**** Provided records

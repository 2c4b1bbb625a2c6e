use anyhow::{Result, anyhow};
use wedding_rsvp_bot::database::connection::DatabaseManager;
use std::env;
use std::io;
use std::path::Path;

#[tokio::main]
async fn main() -> Result<()> {
    env_logger::init();
    dotenvy::dotenv().ok();

    let args: Vec<String> = env::args().collect();
    let command = args.get(1).map(|s| s.as_str()).unwrap_or("migrate");
    
    match command {
        "migrate" | "up" => run_migrations().await,
        "check" => check_database().await,
        "reset" => reset_database().await,
        "help" | "--help" | "-h" => {
            print_help();
            Ok(())
        }
        _ => {
            eprintln!("Unknown command: {command}");
            print_help();
            std::process::exit(1);
        }
    }
}

async fn run_migrations() -> Result<()> {
    println!("💍 Wedding RSVP Bot - Database Migration Tool");
    println!("==============================================");

    let database_url = database_url();
    println!("📊 Database URL: {}", mask_url(&database_url));

    if let Some(db_path) = sqlite_path(&database_url) {
        if let Some(parent) = Path::new(db_path).parent() {
            if !parent.as_os_str().is_empty() && !parent.exists() {
                println!("📁 Creating directory: {}", parent.display());
                std::fs::create_dir_all(parent)?;
            }
        }
    }
    
    println!("🚀 Running database migrations...");
    
    let db_manager = DatabaseManager::new(&database_url).await
        .map_err(|e| anyhow!("Failed to connect to database: {}", e))?;

    match db_manager.run_migrations().await {
        Ok(_) => {
            println!("✅ Migrations completed successfully!");
        }
        Err(e) => {
            eprintln!("❌ Migration failed: {e}");
            std::process::exit(1);
        }
    }
    
    Ok(())
}

async fn check_database() -> Result<()> {
    println!("🔍 Checking database connection and schema...");

    let database_url = database_url();
    println!("📊 Database URL: {}", mask_url(&database_url));

    let db_manager = DatabaseManager::new(&database_url).await
        .map_err(|e| anyhow!("Failed to connect to database: {}", e))?;

    match check_tables(&db_manager).await {
        Ok(tables) => {
            println!("✅ Database connection successful!");
            println!("📋 Found tables:");
            for (table, rows) in tables {
                println!("  • {table} ({rows} rows)");
            }
        }
        Err(e) => {
            println!("⚠️  Database check failed: {e}");
            println!("💡 Try running 'migrate up' to create the schema");
        }
    }
    
    Ok(())
}

async fn reset_database() -> Result<()> {
    println!("⚠️  WARNING: This will delete ALL data in the database!");
    println!("🤔 Are you sure you want to continue? (yes/no)");
    
    let mut input = String::new();
    io::stdin().read_line(&mut input)?;
    
    if input.trim().to_lowercase() != "yes" {
        println!("❌ Reset cancelled.");
        return Ok(());
    }
    
    let database_url = database_url();

    if let Some(db_path) = sqlite_path(&database_url) {
        for path in [db_path.to_string(), format!("{db_path}-wal"), format!("{db_path}-shm")] {
            if Path::new(&path).exists() {
                std::fs::remove_file(&path)?;
                println!("🗑️  Deleted database file: {path}");
            }
        }
    } else {
        return Err(anyhow!("Reset is only supported for SQLite databases"));
    }
    
    // Run migrations to recreate the schema
    println!("🔄 Recreating database schema...");
    run_migrations().await?;
    
    println!("✅ Database reset completed!");
    
    Ok(())
}

async fn check_tables(db_manager: &DatabaseManager) -> Result<Vec<(String, i64)>> {
    let names = sqlx::query_scalar::<_, String>(
        "SELECT name FROM sqlite_master WHERE type='table' AND name NOT LIKE 'sqlite_%' ORDER BY name",
    )
    .fetch_all(&db_manager.pool)
    .await?;

    let mut tables = Vec::with_capacity(names.len());
    for name in names {
        // Names come from sqlite_master, not user input
        let rows = sqlx::query_scalar::<_, i64>(&format!("SELECT COUNT(*) FROM \"{name}\""))
            .fetch_one(&db_manager.pool)
            .await?;
        tables.push((name, rows));
    }

    Ok(tables)
}

fn database_url() -> String {
    env::var("DATABASE_URL")
        .ok()
        .filter(|url| !url.trim().is_empty())
        .unwrap_or_else(|| "sqlite:./data/wedding.db".to_string())
}

fn sqlite_path(url: &str) -> Option<&str> {
    let path = url.strip_prefix("sqlite:")?;
    let path = path.strip_prefix("//").unwrap_or(path);
    Some(path.split('?').next().unwrap_or(path))
}

fn mask_url(url: &str) -> String {
    // Don't show full paths in logs
    if let Some(path) = sqlite_path(url) {
        if let Some(filename) = Path::new(path).file_name() {
            format!("sqlite:.../{}", filename.to_string_lossy())
        } else {
            url.to_string()
        }
    } else {
        url.to_string()
    }
}

fn print_help() {
    println!("💍 Wedding RSVP Bot - Database Migration Tool");
    println!();
    println!("USAGE:");
    println!("    migrate [COMMAND]");
    println!();
    println!("COMMANDS:");
    println!("    migrate, up    Run database migrations (default)");
    println!("    check          Check database connection and schema");
    println!("    reset          Reset database (SQLite only) - DESTRUCTIVE!");
    println!("    help           Show this help message");
    println!();
    println!("ENVIRONMENT:");
    println!("    DATABASE_URL   Database connection string (default: sqlite:./data/wedding.db)");
    println!();
    println!("EXAMPLES:");
    println!("    migrate                    # Run migrations");
    println!("    migrate check              # Check database status");
    println!("    migrate reset              # Reset database (careful!)");
    println!();
}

********

**The problem:** The whole listing should be transcribed word for word.

**Your solution:**
repository 2c4b1bbb625a2c6e
use anyhow::{Result, anyhow};
use wedding_rsvp_bot::database::connection::DatabaseManager;
use std::env;
use std::io;
use std::path::Path;

#[tokio::main]
async fn main() -> Result<()> {
    env_logger::init();
    dotenvy::dotenv().ok();

    let args: Vec<String> = env::args().collect();
    let command = args.get(1).map(|s| s.as_str()).unwrap_or("migrate");
    
    match command {
        "migrate" | "up" => run_migrations().await,
        "check" => check_database().await,
        "reset" => reset_database().await,
        "help" | "--help" | "-h" => {
            print_help();
            Ok(())
        }
        _ => {
            eprintln!("Unknown command: {command}");
            print_help();
            std::process::exit(1);
        }
    }
}

async fn run_migrations() -> Result<()> {
    println!("💍 Wedding RSVP Bot - Database Migration Tool");
    println!("==============================================");

    let database_url = database_url();
    println!("📊 Database URL: {}", mask_url(&database_url));

    if let Some(db_path) = sqlite_path(&database_url) {
        if let Some(parent) = Path::new(db_path).parent() {
            if !parent.as_os_str().is_empty() && !parent.exists() {
                println!("📁 Creating directory: {}", parent.display());
                std::fs::create_dir_all(parent)?;
            }
        }
    }
    
    println!("🚀 Running database migrations...");
    
    let db_manager = DatabaseManager::new(&database_url).await
        .map_err(|e| anyhow!("Failed to connect to database: {}", e))?;

    match db_manager.run_migrations().await {
        Ok(_) => {
            println!("✅ Migrations completed successfully!");
        }
        Err(e) => {
            eprintln!("❌ Migration failed: {e}");
            std::process::exit(1);
        }
    }
    
    Ok(())
}

async fn check_database() -> Result<()> {
    println!("🔍 Checking database connection and schema...");

    let database_url = database_url();
    println!("📊 Database URL: {}", mask_url(&database_url));

    let db_manager = DatabaseManager::new(&database_url).await
        .map_err(|e| anyhow!("Failed to connect to database: {}", e))?;

    match check_tables(&db_manager).await {
        Ok(tables) => {
            println!("✅ Database connection successful!");
            println!("📋 Found tables:");
            for (table, rows) in tables {
                println!("  • {table} ({rows} rows)");
            }
        }
        Err(e) => {
            println!("⚠️  Database check failed: {e}");
            println!("💡 Try running 'migrate up' to create the schema");
        }
    }
    
    Ok(())
}

async fn reset_database() -> Result<()> {
    println!("⚠️  WARNING: This will delete ALL data in the database!");
    println!("🤔 Are you sure you want to continue? (yes/no)");
    
    let mut input = String::new();
    io::stdin().read_line(&mut input)?;
    
    if input.trim().to_lowercase() != "yes" {
        println!("❌ Reset cancelled.");
        return Ok(());
    }
    
    let database_url = database_url();

    if let Some(db_path) = sqlite_path(&database_url) {
        for path in [db_path.to_string(), format!("{db_path}-wal"), format!("{db_path}-shm")] {
            if Path::new(&path).exists() {
                std::fs::remove_file(&path)?;
                println!("🗑️  Deleted database file: {path}");
            }
        }
    } else {
        return Err(anyhow!("Reset is only supported for SQLite databases"));
    }
    
    // Run migrations to recreate the schema
    println!("🔄 Recreating database schema...");
    run_migrations().await?;
    
    println!("✅ Database reset completed!");
    
    Ok(())
}

async fn check_tables(db_manager: &DatabaseManager) -> Result<Vec<(String, i64)>> {
    let names = sqlx::query_scalar::<_, String>(
        "SELECT name FROM sqlite_master WHERE type='table' AND name NOT LIKE 'sqlite_%' ORDER BY name",
    )
    .fetch_all(&db_manager.pool)
    .await?;

    let mut tables = Vec::with_capacity(names.len());
    for name in names {
        // Names come from sqlite_master, not user input
        let rows = sqlx::query_scalar::<_, i64>(&format!("SELECT COUNT(*) FROM \"{name}\""))
            .fetch_one(&db_manager.pool)
            .await?;
        tables.push((name, rows));
    }

    Ok(tables)
}

fn database_url() -> String {
    env::var("DATABASE_URL")
        .ok()
        .filter(|url| !url.trim().is_empty())
        .unwrap_or_else(|| "sqlite:./data/wedding.db".to_string())
}

fn sqlite_path(url: &str) -> Option<&str> {
    let path = url.strip_prefix("sqlite:")?;
    let path = path.strip_prefix("//").unwrap_or(path);
    Some(path.split('?').next().unwrap_or(path))
}

fn mask_url(url: &str) -> String {
    // Don't show full paths in logs
    if let Some(path) = sqlite_path(url) {
        if let Some(filename) = Path::new(path).file_name() {
            format!("sqlite:.../{}", filename.to_string_lossy())
        } else {
            url.to_string()
        }
    } else {
        url.to_string()
    }
}

fn print_help() {
    println!("💍 Wedding RSVP Bot - Database Migration Tool");
    println!();
    println!("USAGE:");
    println!("    migrate [COMMAND]");
    println!();
    println!("COMMANDS:");
    println!("    migrate, up    Run database migrations (default)");
    println!("    check          Check database connection and schema");
    println!("    reset          Reset database (SQLite only) - DESTRUCTIVE!");
    println!("    help           Show this help message");
    println!();
    println!("ENVIRONMENT:");
    println!("    DATABASE_URL   Database connection string (default: sqlite:./data/wedding.db)");
    println!();
    println!("EXAMPLES:");
    println!("    migrate                    # Run migrations");
    println!("    migrate check              # Check database status");
    println!("    migrate reset              # Reset database (careful!)");
    println!();
}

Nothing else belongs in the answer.